• **Input records**
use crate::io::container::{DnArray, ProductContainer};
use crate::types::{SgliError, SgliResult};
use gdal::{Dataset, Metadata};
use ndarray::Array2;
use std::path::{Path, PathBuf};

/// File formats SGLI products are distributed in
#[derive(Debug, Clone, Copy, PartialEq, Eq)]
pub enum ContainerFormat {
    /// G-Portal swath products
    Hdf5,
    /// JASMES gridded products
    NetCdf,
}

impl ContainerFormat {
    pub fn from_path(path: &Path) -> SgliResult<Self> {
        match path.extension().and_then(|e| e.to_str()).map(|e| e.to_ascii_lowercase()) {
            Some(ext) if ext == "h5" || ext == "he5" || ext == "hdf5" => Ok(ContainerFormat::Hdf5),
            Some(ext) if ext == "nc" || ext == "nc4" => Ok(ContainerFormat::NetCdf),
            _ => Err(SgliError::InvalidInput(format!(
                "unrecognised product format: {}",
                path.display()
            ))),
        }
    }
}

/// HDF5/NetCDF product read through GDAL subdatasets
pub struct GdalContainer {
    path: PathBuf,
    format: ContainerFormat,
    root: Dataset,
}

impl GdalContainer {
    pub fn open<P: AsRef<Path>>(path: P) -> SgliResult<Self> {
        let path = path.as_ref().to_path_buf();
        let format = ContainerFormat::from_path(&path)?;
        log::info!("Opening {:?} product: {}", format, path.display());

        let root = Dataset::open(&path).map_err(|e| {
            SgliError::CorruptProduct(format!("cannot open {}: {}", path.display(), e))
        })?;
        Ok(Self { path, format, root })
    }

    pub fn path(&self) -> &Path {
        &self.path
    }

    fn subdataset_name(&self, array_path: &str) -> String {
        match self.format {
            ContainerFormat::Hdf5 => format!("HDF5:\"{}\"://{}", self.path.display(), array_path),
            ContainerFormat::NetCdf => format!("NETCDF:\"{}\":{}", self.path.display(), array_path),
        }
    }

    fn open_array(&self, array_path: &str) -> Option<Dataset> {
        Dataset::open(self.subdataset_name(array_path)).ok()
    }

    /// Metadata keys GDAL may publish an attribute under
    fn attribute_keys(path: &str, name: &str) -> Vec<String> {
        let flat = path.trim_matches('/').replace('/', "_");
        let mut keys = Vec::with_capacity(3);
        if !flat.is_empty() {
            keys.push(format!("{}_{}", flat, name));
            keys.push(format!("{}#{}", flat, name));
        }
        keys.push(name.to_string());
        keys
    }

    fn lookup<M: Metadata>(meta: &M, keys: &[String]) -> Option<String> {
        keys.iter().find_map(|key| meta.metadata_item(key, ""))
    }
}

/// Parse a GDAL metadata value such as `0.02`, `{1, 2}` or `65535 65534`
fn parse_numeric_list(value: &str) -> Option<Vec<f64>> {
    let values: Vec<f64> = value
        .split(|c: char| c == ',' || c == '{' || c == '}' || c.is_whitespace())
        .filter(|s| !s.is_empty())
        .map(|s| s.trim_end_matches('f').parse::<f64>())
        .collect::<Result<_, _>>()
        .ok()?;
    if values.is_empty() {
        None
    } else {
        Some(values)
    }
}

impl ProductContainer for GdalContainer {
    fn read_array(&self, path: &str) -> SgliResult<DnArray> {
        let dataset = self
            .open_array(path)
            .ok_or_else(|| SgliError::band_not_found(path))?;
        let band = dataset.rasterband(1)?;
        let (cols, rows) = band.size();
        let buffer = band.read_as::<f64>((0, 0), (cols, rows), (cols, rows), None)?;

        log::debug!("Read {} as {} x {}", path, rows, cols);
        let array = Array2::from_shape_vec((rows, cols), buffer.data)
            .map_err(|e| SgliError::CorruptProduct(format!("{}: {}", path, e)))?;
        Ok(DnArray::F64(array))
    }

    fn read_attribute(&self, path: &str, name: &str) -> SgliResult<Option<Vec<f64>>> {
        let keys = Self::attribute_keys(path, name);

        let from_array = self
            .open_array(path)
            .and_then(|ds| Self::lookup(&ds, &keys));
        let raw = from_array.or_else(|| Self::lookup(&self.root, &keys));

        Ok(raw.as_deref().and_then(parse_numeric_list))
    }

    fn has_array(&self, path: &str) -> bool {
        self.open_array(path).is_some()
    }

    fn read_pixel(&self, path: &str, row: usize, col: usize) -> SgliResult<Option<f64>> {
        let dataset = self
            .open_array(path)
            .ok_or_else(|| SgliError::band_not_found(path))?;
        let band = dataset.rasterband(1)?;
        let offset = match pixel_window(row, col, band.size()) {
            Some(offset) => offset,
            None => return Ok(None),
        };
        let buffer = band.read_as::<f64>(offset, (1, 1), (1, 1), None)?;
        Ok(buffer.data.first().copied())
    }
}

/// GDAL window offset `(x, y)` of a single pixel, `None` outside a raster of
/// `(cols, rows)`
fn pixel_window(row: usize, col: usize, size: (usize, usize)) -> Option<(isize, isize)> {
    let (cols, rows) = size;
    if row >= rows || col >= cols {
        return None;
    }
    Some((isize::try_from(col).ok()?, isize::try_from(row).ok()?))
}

• **Instructions for the task**
Quote, word for word, every line from the top of the entries through the line that holds "let root = Dataset::open(&path).map_err(|e|".

• **Expected output**
use crate::io::container::{DnArray, ProductContainer};
use crate::types::{SgliError, SgliResult};
use gdal::{Dataset, Metadata};
use ndarray::Array2;
use std::path::{Path, PathBuf};

/// File formats SGLI products are distributed in
#[derive(Debug, Clone, Copy, PartialEq, Eq)]
pub enum ContainerFormat {
    /// G-Portal swath products
    Hdf5,
    /// JASMES gridded products
    NetCdf,
}

impl ContainerFormat {
    pub fn from_path(path: &Path) -> SgliResult<Self> {
        match path.extension().and_then(|e| e.to_str()).map(|e| e.to_ascii_lowercase()) {
            Some(ext) if ext == "h5" || ext == "he5" || ext == "hdf5" => Ok(ContainerFormat::Hdf5),
            Some(ext) if ext == "nc" || ext == "nc4" => Ok(ContainerFormat::NetCdf),
            _ => Err(SgliError::InvalidInput(format!(
                "unrecognised product format: {}",
                path.display()
            ))),
        }
    }
}

/// HDF5/NetCDF product read through GDAL subdatasets
pub struct GdalContainer {
    path: PathBuf,
    format: ContainerFormat,
    root: Dataset,
}

impl GdalContainer {
    pub fn open<P: AsRef<Path>>(path: P) -> SgliResult<Self> {
        let path = path.as_ref().to_path_buf();
        let format = ContainerFormat::from_path(&path)?;
        log::info!("Opening {:?} product: {}", format, path.display());

        let root = Dataset::open(&path).map_err(|e| {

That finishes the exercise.